The precipitous decline of rental rates in Manhattan's retail market might be nearing its end, based on one key indicator.

Prices have now dropped 23% from their peak in 2014, according to a CBRE study of average asking rents in 11 retail submarkets in the borough. In hindsight, several indicators show how unsustainable that peak was.

From 2010 to 2014, retail asking rents more than doubled among the submarkets CBRE studied, while brick-and-mortar retail sales increased by 36%. That means retailers were being offered leases almost three times more expensive than the growth their stores could support, and they were largely taking them because the environment was so competitive.

During the 2014 peak, retailers were signing leases with rents at an average of 96% to 98% of asking price, indicating that they had very little negotiating leverage in the ultimate landlord's market. Today, the average taking rent is 82% of asking price, which is a return to 2010 levels.

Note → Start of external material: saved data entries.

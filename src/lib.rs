//! feed-pinner - keeps feeds on a peer-to-peer append-only-log network pinned
//!
//! Clients register a feed's public key; the node opens a live subscription
//! to it, persists the newest record it has seen, and answers queries for
//! that record over HTTP.
//!
//! ## Architecture
//!
//! - **Snapshot store**: durable `pins.<key>` → record mapping (sled)
//! - **Feed network**: per-key handles on the DHT (libp2p Kademlia)
//! - **Pin manager**: subscription table, setup/reconcile, update bridges
//! - **HTTP API**: thin axum adapters over the pin manager
//!
//! ## Storage Layout
//!
//! ```text
//! <data_dir>/
//! ├── pins.sled/    # Snapshot database
//! └── node_key      # libp2p identity keypair
//! ```

pub mod api;
pub mod config;
pub mod error;
pub mod network;
pub mod pins;
pub mod snapshot;
pub mod types;

// Re-exports
pub use config::Config;
pub use error::{PinError, Result};
pub use network::{DhtNetwork, FeedHandle, FeedNetwork, MemoryNetwork};
pub use pins::{PinEntry, PinManager, PinManagerConfig, ReconcileReport};
pub use snapshot::{MemorySnapshotStore, SledSnapshotStore, SnapshotStore};
pub use types::{PublicKey, Record};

The gap between asking rents and retail revenue has narrowed to a 17% difference, which roughly matches where the market was in Q3 2011. That could very well mean stabilization is right around the corner.

The landscape will not simply reset, as certain submarkets had higher peaks and others have fallen harder from their own highs. The area surrounding Grand Central Terminal showed the most growth from 2010 to 2014, jumping from an average of $420/SF to a peak of $1,366/SF. It has since dropped, but only to $1,023/SF, perhaps indicative of a more permanent, fundamental change in its status.

Meanwhile, the Herald Square submarket increased asking rents 121% from $446/SF in Q1 2010 to its 2014 peak of $988/SF. It has seen the steepest decline of any submarket tracked by CBRE since, dropping 42% to $575/SF. Without tracking the ups and downs, one might see a seven-year increase of $129/SF as slow-and-steady growth, much like retail sales would have justified all along.

“This adjustment is bringing rent growth between 2010 and 2017 closer to the trajectory of retail sales growth, which has expanded steadily in recent years," CBRE Research Director Nicole LaRusso said. "Taken together, these two trends suggest that the market might be coming closer to alignment between what tenants can afford to pay and the revenue they can achieve.”